If you want to eat healthier fish, smaller fish is your best choice.

Mercury is contained in seawater. Moreover, the longer the fish lives and the bigger its size, the higher the mercury content.

Fish with long survival time and high level in food chain are especially high in mercury content.

This includes Tuna, Swordfish, shark and Tilefish.

There are many harmful effects of mercury. For example, research shows that children born to mothers who eat fish with high mercury content often have low IQ and slow movements.

Mercury affects vision, hearing, language expression and walking ability even for adults.

If you choose small fish, you can avoid these problems.

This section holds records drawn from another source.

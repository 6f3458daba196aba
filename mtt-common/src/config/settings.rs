//! Harness settings: every pause, timeout and remote-execution knob in one place.
//!
//! Precedence: defaults, then the TOML settings file, then `MTT_*` variables.

use std::path::{Path, PathBuf};
use std::time::Duration;

use serde::{Deserialize, Serialize};

use super::env::{EnvError, EnvParser};
use crate::errors::{HarnessError, HarnessResult};

/// Suite name used as key in skip and run lists.
pub const DEFAULT_SUITE_NAME: &str = "MigrationToolTest";

/// Named pauses and timeouts of one test case run.
#[derive(Debug, Clone, PartialEq, Eq, Serialize, Deserialize)]
#[serde(default)]
pub struct Timings {
    pub zookeeper_settle_secs: u64,
    pub broker_settle_secs: u64,
    pub migration_tool_settle_secs: u64,
    pub topic_settle_secs: u64,
    pub consumer_settle_secs: u64,
    /// Pause after every bounce iteration, bounced or not.
    pub bounce_interval_secs: u64,
    /// Pause after raising the stop request and after the acknowledgment arrives.
    pub stop_observe_secs: u64,
    /// Interval between acknowledgment checks.
    pub ack_poll_secs: u64,
    /// Upper bound on waiting for the acknowledgment. Unset waits forever.
    pub ack_timeout_secs: Option<u64>,
    pub producer_round_pause_secs: u64,
    /// How long teardown lets the producer task finish before aborting it.
    pub producer_grace_secs: u64,
}

impl Default for Timings {
    fn default() -> Self {
        Self {
            zookeeper_settle_secs: 2,
            broker_settle_secs: 5,
            migration_tool_settle_secs: 5,
            topic_settle_secs: 5,
            consumer_settle_secs: 20,
            bounce_interval_secs: 15,
            stop_observe_secs: 1,
            ack_poll_secs: 2,
            ack_timeout_secs: None,
            producer_round_pause_secs: 1,
            producer_grace_secs: 5,
        }
    }
}

impl Timings {
    /// All pauses at zero, for dry runs against the mock environment.
    pub fn instant() -> Self {
        Self {
            zookeeper_settle_secs: 0,
            broker_settle_secs: 0,
            migration_tool_settle_secs: 0,
            topic_settle_secs: 0,
            consumer_settle_secs: 0,
            bounce_interval_secs: 0,
            stop_observe_secs: 0,
            ack_poll_secs: 0,
            ack_timeout_secs: None,
            producer_round_pause_secs: 0,
            producer_grace_secs: 0,
        }
    }

    pub fn zookeeper_settle(&self) -> Duration {
        Duration::from_secs(self.zookeeper_settle_secs)
    }

    pub fn broker_settle(&self) -> Duration {
        Duration::from_secs(self.broker_settle_secs)
    }

    pub fn migration_tool_settle(&self) -> Duration {
        Duration::from_secs(self.migration_tool_settle_secs)
    }

    pub fn topic_settle(&self) -> Duration {
        Duration::from_secs(self.topic_settle_secs)
    }

    pub fn consumer_settle(&self) -> Duration {
        Duration::from_secs(self.consumer_settle_secs)
    }

    pub fn bounce_interval(&self) -> Duration {
        Duration::from_secs(self.bounce_interval_secs)
    }

    pub fn stop_observe(&self) -> Duration {
        Duration::from_secs(self.stop_observe_secs)
    }

    pub fn ack_poll(&self) -> Duration {
        Duration::from_secs(self.ack_poll_secs)
    }

    pub fn ack_timeout(&self) -> Option<Duration> {
        self.ack_timeout_secs.map(Duration::from_secs)
    }

    pub fn producer_round_pause(&self) -> Duration {
        Duration::from_secs(self.producer_round_pause_secs)
    }

    pub fn producer_grace(&self) -> Duration {
        Duration::from_secs(self.producer_grace_secs)
    }
}

/// Remote execution knobs.
#[derive(Debug, Clone, PartialEq, Eq, Serialize, Deserialize)]
#[serde(default)]
pub struct RemoteSettings {
    pub ssh_user: Option<String>,
    pub connect_timeout_secs: u64,
    /// Ceiling for one remote command, including copies.
    pub command_timeout_secs: u64,
}

impl Default for RemoteSettings {
    fn default() -> Self {
        Self {
            ssh_user: None,
            connect_timeout_secs: 5,
            command_timeout_secs: 300,
        }
    }
}

impl RemoteSettings {
    pub fn command_timeout(&self) -> Duration {
        Duration::from_secs(self.command_timeout_secs)
    }
}

#[derive(Debug, Clone, PartialEq, Eq, Serialize, Deserialize)]
#[serde(default)]
pub struct HarnessSettings {
    pub suite_name: String,
    pub timings: Timings,
    pub remote: RemoteSettings,
    /// Replace remote execution with the in-process mock environment.
    pub mock: bool,
}

impl Default for HarnessSettings {
    fn default() -> Self {
        Self {
            suite_name: DEFAULT_SUITE_NAME.to_string(),
            timings: Timings::default(),
            remote: RemoteSettings::default(),
            mock: false,
        }
    }
}

impl HarnessSettings {
    /// `~/.config/mtt/settings.toml` (platform equivalent).
    pub fn default_path() -> Option<PathBuf> {
        dirs::config_dir().map(|dir| dir.join("mtt").join("settings.toml"))
    }

    pub fn from_toml_str(content: &str, origin: &Path) -> HarnessResult<Self> {
        toml::from_str(content).map_err(|e| {
            HarnessError::SetupFailed(format!("invalid settings file {}: {e}", origin.display()))
        })
    }

    /// Load from `explicit`, else from the default path when it exists, else defaults.
    pub fn load_file(explicit: Option<&Path>) -> HarnessResult<Self> {
        let path = match explicit {
            Some(path) => path.to_path_buf(),
            None => match Self::default_path() {
                Some(path) if path.is_file() => path,
                _ => return Ok(Self::default()),
            },
        };
        let content = std::fs::read_to_string(&path).map_err(|source| HarnessError::ReadFile {
            path: path.clone(),
            source,
        })?;
        tracing::debug!(component = "Settings", path = %path.display(), "Loaded settings file");
        Self::from_toml_str(&content, &path)
    }

    /// Apply `MTT_*` overrides in place.
    pub fn apply_env(&mut self, parser: &mut EnvParser) {
        let t = &mut self.timings;
        t.zookeeper_settle_secs = parser
            .get_u64_range("ZOOKEEPER_SETTLE_SECS", t.zookeeper_settle_secs, 0, 3600)
            .value;
        t.broker_settle_secs = parser
            .get_u64_range("BROKER_SETTLE_SECS", t.broker_settle_secs, 0, 3600)
            .value;
        t.migration_tool_settle_secs = parser
            .get_u64_range(
                "MIGRATION_TOOL_SETTLE_SECS",
                t.migration_tool_settle_secs,
                0,
                3600,
            )
            .value;
        t.topic_settle_secs = parser
            .get_u64_range("TOPIC_SETTLE_SECS", t.topic_settle_secs, 0, 3600)
            .value;
        t.consumer_settle_secs = parser
            .get_u64_range("CONSUMER_SETTLE_SECS", t.consumer_settle_secs, 0, 3600)
            .value;
        t.bounce_interval_secs = parser
            .get_u64_range("BOUNCE_INTERVAL_SECS", t.bounce_interval_secs, 0, 3600)
            .value;
        t.ack_poll_secs = parser
            .get_u64_range("ACK_POLL_SECS", t.ack_poll_secs, 0, 600)
            .value;
        let ack_timeout = parser.get_optional_duration("ACK_TIMEOUT");
        if ack_timeout.is_from_env() {
            t.ack_timeout_secs = ack_timeout.value.map(whole_secs_rounded_up);
        }

        let remote = &mut self.remote;
        remote.command_timeout_secs = parser
            .get_u64_range("COMMAND_TIMEOUT_SECS", remote.command_timeout_secs, 1, 86_400)
            .value;
        if let Some(user) = parser.get_optional_string("SSH_USER").value {
            remote.ssh_user = Some(user);
        }

        self.mock = parser.get_bool("MOCK_SSH", self.mock).value;
    }

    /// File (or defaults) plus environment. Any bad variable fails the load.
    pub fn resolve(explicit: Option<&Path>) -> HarnessResult<Self> {
        let mut settings = Self::load_file(explicit)?;
        let mut parser = EnvParser::new();
        settings.apply_env(&mut parser);
        if parser.has_errors() {
            return Err(HarnessError::SetupFailed(render_env_errors(
                &parser.take_errors(),
            )));
        }
        Ok(settings)
    }
}

/// Sub-second remainders round up so `500ms` never becomes a zero timeout.
fn whole_secs_rounded_up(duration: Duration) -> u64 {
    duration.as_secs() + u64::from(duration.subsec_nanos() > 0)
}

fn render_env_errors(errors: &[EnvError]) -> String {
    errors
        .iter()
        .map(ToString::to_string)
        .collect::<Vec<_>>()
        .join("; ")
}
//! Metrics summaries and per-role dashboards from collected CSV series.
//!
//! Entities export metrics as CSV files (header row, then numeric rows) into
//! `logs/<role>-<id>/metrics/`. Graph rendering reduces every series to
//! column statistics; dashboards group those summaries by role.

use std::collections::BTreeMap;
use std::path::{Path, PathBuf};

use serde::{Deserialize, Serialize};

use crate::environment::CaseEnv;
use crate::errors::HarnessResult;

pub const METRICS_SUBDIR: &str = "metrics";
pub const SUMMARY_FILE: &str = "metrics_summary.json";

#[derive(Debug, Clone, PartialEq, Serialize, Deserialize)]
pub struct ColumnStats {
    pub name: String,
    pub samples: usize,
    pub min: f64,
    pub max: f64,
    pub mean: f64,
}

#[derive(Debug, Clone, PartialEq, Serialize, Deserialize)]
pub struct MetricSeries {
    /// Owning entity directory name, `<role>-<id>`.
    pub entity: String,
    pub role: String,
    pub file: String,
    pub rows: usize,
    pub columns: Vec<ColumnStats>,
}

/// Column statistics of one CSV body. Non-numeric cells are ignored.
pub fn summarize_csv(content: &str) -> (usize, Vec<ColumnStats>) {
    let mut lines = content.lines().filter(|l| !l.trim().is_empty());
    let Some(header) = lines.next() else {
        return (0, Vec::new());
    };
    let names: Vec<String> = header
        .split(',')
        .map(|h| h.trim().trim_start_matches('#').trim().to_string())
        .collect();
    let mut values: Vec<Vec<f64>> = vec![Vec::new(); names.len()];
    let mut rows = 0;

    for line in lines {
        rows += 1;
        for (index, cell) in line.split(',').enumerate().take(names.len()) {
            if let Ok(v) = cell.trim().parse::<f64>() {
                values[index].push(v);
            }
        }
    }

    let columns = names
        .into_iter()
        .zip(values)
        .filter(|(_, samples)| !samples.is_empty())
        .map(|(name, samples)| {
            let min = samples.iter().copied().fold(f64::INFINITY, f64::min);
            let max = samples.iter().copied().fold(f64::NEG_INFINITY, f64::max);
            let mean = samples.iter().sum::<f64>() / samples.len() as f64;
            ColumnStats {
                name,
                samples: samples.len(),
                min,
                max,
                mean,
            }
        })
        .collect();
    (rows, columns)
}

/// Every CSV series below `logs_dir/<role>-<id>/metrics/`.
pub fn collect_series(logs_dir: &Path) -> HarnessResult<Vec<MetricSeries>> {
    let mut series = Vec::new();
    if !logs_dir.is_dir() {
        return Ok(series);
    }
    let mut entity_dirs: Vec<PathBuf> = std::fs::read_dir(logs_dir)?
        .flatten()
        .map(|e| e.path())
        .filter(|p| p.join(METRICS_SUBDIR).is_dir())
        .collect();
    entity_dirs.sort();

    for entity_dir in entity_dirs {
        let entity = entity_dir
            .file_name()
            .map(|n| n.to_string_lossy().into_owned())
            .unwrap_or_default();
        let role = entity
            .rsplit_once('-')
            .map(|(role, _)| role.to_string())
            .unwrap_or_else(|| entity.clone());

        let mut files: Vec<PathBuf> = std::fs::read_dir(entity_dir.join(METRICS_SUBDIR))?
            .flatten()
            .map(|e| e.path())
            .filter(|p| p.extension().is_some_and(|ext| ext == "csv"))
            .collect();
        files.sort();

        for file in files {
            let content = std::fs::read_to_string(&file)?;
            let (rows, columns) = summarize_csv(&content);
            series.push(MetricSeries {
                entity: entity.clone(),
                role: role.clone(),
                file: file
                    .file_name()
                    .map(|n| n.to_string_lossy().into_owned())
                    .unwrap_or_default(),
                rows,
                columns,
            });
        }
    }
    Ok(series)
}

/// Write `dashboards/metrics_summary.json`. Returns the number of series.
pub fn render_graphs(case: &CaseEnv) -> HarnessResult<usize> {
    let series = collect_series(&case.logs_dir)?;
    std::fs::create_dir_all(&case.dashboards_dir)?;
    let path = case.dashboards_dir.join(SUMMARY_FILE);
    std::fs::write(&path, serde_json::to_string_pretty(&series)?)?;
    tracing::info!(
        component = "Metrics",
        testcase = %case.name(),
        series = series.len(),
        path = %path.display(),
        "Rendered metrics summary"
    );
    Ok(series.len())
}

/// Write one `dashboard_<role>.json` per role from the summary. Returns the roles written.
pub fn render_dashboards(case: &CaseEnv) -> HarnessResult<Vec<String>> {
    let summary = case.dashboards_dir.join(SUMMARY_FILE);
    let series: Vec<MetricSeries> = if summary.is_file() {
        serde_json::from_str(&std::fs::read_to_string(&summary)?)?
    } else {
        collect_series(&case.logs_dir)?
    };

    let mut by_role: BTreeMap<String, Vec<MetricSeries>> = BTreeMap::new();
    for s in series {
        by_role.entry(s.role.clone()).or_default().push(s);
    }

    std::fs::create_dir_all(&case.dashboards_dir)?;
    for (role, series) in &by_role {
        let path = case.dashboards_dir.join(format!("dashboard_{role}.json"));
        std::fs::write(&path, serde_json::to_string_pretty(series)?)?;
    }
    Ok(by_role.into_keys().collect())
}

Eat more vegetables and grains

If you often eat fish, then you often need more vegetables and grains in your diet.

  • Vegetables are rich in fiber and can capture plastic particles.
  • Whole wheat grain, rich in phytic acid, can fix heavy metals.

These two kinds of foods can help you reduce the chemical pollution in your body and let the plastic particles and heavy metals in your body drain out of your body through stool.

Take in more selenium

The discharge of untreated industrial wastewater, waste gas and waste residue contains a large amount of heavy metal elements such as mercury, cadmium, lead and arsenic.

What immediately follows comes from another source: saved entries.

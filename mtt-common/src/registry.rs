//! Entity registry: role → managed process handles for one test case.
//!
//! Entities keep their insertion order so role lookups are deterministic.
//! A bounce cycles the handle of an entity but never its identity.

use std::sync::Mutex;

use crate::cluster::ClusterConfig;
use crate::errors::{HarnessError, HarnessResult};
use crate::types::{Entity, EntityId, ProcessHandle, Role};

/// Entities of one test case and their current process handles.
///
/// Safe to share between the orchestrator, the fault injector and teardown.
#[derive(Debug, Default)]
pub struct EntityRegistry {
    entities: Mutex<Vec<Entity>>,
}

impl EntityRegistry {
    pub fn new() -> Self {
        Self::default()
    }

    /// Build a registry holding every entity of a cluster configuration.
    pub fn from_cluster(cluster: &ClusterConfig) -> HarnessResult<Self> {
        let registry = Self::new();
        for entry in &cluster.entities {
            registry.register(Entity::new(
                entry.entity_id.clone(),
                entry.role,
                entry.hostname.clone(),
            ))?;
        }
        Ok(registry)
    }

    fn lock(&self) -> std::sync::MutexGuard<'_, Vec<Entity>> {
        self.entities.lock().expect("entity registry mutex poisoned")
    }

    /// Add an entity. Ids must be unique within the registry.
    pub fn register(&self, entity: Entity) -> HarnessResult<()> {
        let mut entities = self.lock();
        if entities.iter().any(|existing| existing.id == entity.id) {
            return Err(HarnessError::DuplicateEntity(entity.id));
        }
        entities.push(entity);
        Ok(())
    }

    /// Entities of a role, in insertion order.
    pub fn entities_of(&self, role: Role) -> Vec<Entity> {
        self.lock()
            .iter()
            .filter(|entity| entity.role == role)
            .cloned()
            .collect()
    }

    /// First registered entity of a role.
    pub fn first_of(&self, role: Role) -> Option<Entity> {
        self.lock().iter().find(|entity| entity.role == role).cloned()
    }

    /// Snapshot of one entity, handle included.
    pub fn get(&self, id: &EntityId) -> Option<Entity> {
        self.lock().iter().find(|entity| &entity.id == id).cloned()
    }

    /// Record a started process. Returns the handle it replaced, if any.
    pub fn record_handle(
        &self,
        id: &EntityId,
        handle: ProcessHandle,
    ) -> HarnessResult<Option<ProcessHandle>> {
        let mut entities = self.lock();
        let entity = entities
            .iter_mut()
            .find(|entity| &entity.id == id)
            .ok_or_else(|| HarnessError::UnknownEntity(id.clone()))?;
        Ok(entity.handle.replace(handle))
    }

    /// Forget the handle of a stopped process. Returns the cleared handle, if any.
    pub fn clear_handle(&self, id: &EntityId) -> HarnessResult<Option<ProcessHandle>> {
        let mut entities = self.lock();
        let entity = entities
            .iter_mut()
            .find(|entity| &entity.id == id)
            .ok_or_else(|| HarnessError::UnknownEntity(id.clone()))?;
        Ok(entity.handle.take())
    }

    /// Entities with a live handle.
    pub fn running(&self) -> Vec<Entity> {
        self.lock()
            .iter()
            .filter(|entity| entity.is_running())
            .cloned()
            .collect()
    }

    pub fn len(&self) -> usize {
        self.lock().len()
    }

    pub fn is_empty(&self) -> bool {
        self.lock().is_empty()
    }
}

#[cfg(test)]
mod tests {
    use super::*;

    fn sample() -> EntityRegistry {
        let registry = EntityRegistry::new();
        registry
            .register(Entity::new("0", Role::Zookeeper, "host-a"))
            .unwrap();
        registry
            .register(Entity::new("1", Role::Broker, "host-b"))
            .unwrap();
        registry
            .register(Entity::new("2", Role::Broker, "host-c"))
            .unwrap();
        registry
            .register(Entity::new("3", Role::MigrationTool, "host-d"))
            .unwrap();
        registry
    }

    #[test]
    fn test_entities_of_keeps_insertion_order() {
        let registry = sample();
        let brokers: Vec<_> = registry
            .entities_of(Role::Broker)
            .into_iter()
            .map(|e| e.id.0)
            .collect();
        assert_eq!(brokers, vec!["1", "2"]);
        assert!(registry.entities_of(Role::ConsoleConsumer).is_empty());
    }

    #[test]
    fn test_duplicate_ids_rejected() {
        let registry = sample();
        let err = registry
            .register(Entity::new("2", Role::Zookeeper, "host-z"))
            .unwrap_err();
        assert!(matches!(err, HarnessError::DuplicateEntity(id) if id.as_str() == "2"));
        assert_eq!(registry.len(), 4);
    }

    #[test]
    fn test_handle_cycle_keeps_identity() {
        let registry = sample();
        let id = EntityId::new("3");

        assert_eq!(registry.record_handle(&id, ProcessHandle(100)).unwrap(), None);
        assert_eq!(registry.clear_handle(&id).unwrap(), Some(ProcessHandle(100)));
        assert_eq!(registry.record_handle(&id, ProcessHandle(200)).unwrap(), None);

        let entity = registry.get(&id).unwrap();
        assert_eq!(entity.role, Role::MigrationTool);
        assert_eq!(entity.handle, Some(ProcessHandle(200)));
    }

    #[test]
    fn test_clear_handle_twice_is_noop() {
        let registry = sample();
        let id = EntityId::new("0");
        registry.record_handle(&id, ProcessHandle(7)).unwrap();
        assert!(registry.clear_handle(&id).unwrap().is_some());
        assert!(registry.clear_handle(&id).unwrap().is_none());
    }

    #[test]
    fn test_unknown_entity_errors() {
        let registry = sample();
        let err = registry
            .record_handle(&EntityId::new("99"), ProcessHandle(1))
            .unwrap_err();
        assert!(matches!(err, HarnessError::UnknownEntity(_)));
    }

    #[test]
    fn test_running_lists_only_started_entities() {
        let registry = sample();
        registry
            .record_handle(&EntityId::new("1"), ProcessHandle(11))
            .unwrap();
        let running = registry.running();
        assert_eq!(running.len(), 1);
        assert_eq!(running[0].id.as_str(), "1");
        assert_eq!(
            registry.first_of(Role::Broker).unwrap().handle,
            Some(ProcessHandle(11))
        );
    }
}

Lead and cadmium are contained in tail gas discharged from automobiles; The paint on the walls and furniture of the room contains lead.

The deep-sea fish we eat at ordinary times, especially the big fish, also accumulate heavy metals in our bodies.

After these heavy metals enter the human body through respiratory tract inhalation or skin contact, they will endanger human health.

Selenium is known as the “natural antidote for heavy metals” for its detoxifying effect on these heavy metals.

Selenium, as a non-metal ion with negative charge, can be combined with harmful metal ions with positive charge in organisms to form metal selenium protein complexes and directly discharge harmful metal ions capable of inducing canceration out of the body.

Selenium dissolves the toxicity of metal ions and plays a role in detoxification and detoxification.

Selenium is found in many foods, but Brazil nuts, whole grains (whole wheat bread, oatmeal, barley), white rice and beans are especially abundant.

Eggs are slightly higher than meat. In every 100g of food, pork contains 10.6 μg of selenium, eggs 15 μg of selenium, duck eggs 30.7 μg of selenium, goose eggs 33.6 μg of selenium, ginseng 15 μg of selenium and peanuts 13.7 μg of selenium.

The selenium content of plant food depends on the selenium content in the local soil and water.


If you need to eat fish in a healthier way, you need to:

  • Make sure that the fish you eat comes from clean waters.
  • Eat as little fish as possible instead of big ones;
  • Eat foods rich in selenium;
  • Learn to protect the sea;
  • Store fish in a clean and hygienic manner;
  • Choose wild fish …

What do you think about the health of fish? Leave a message to let us know!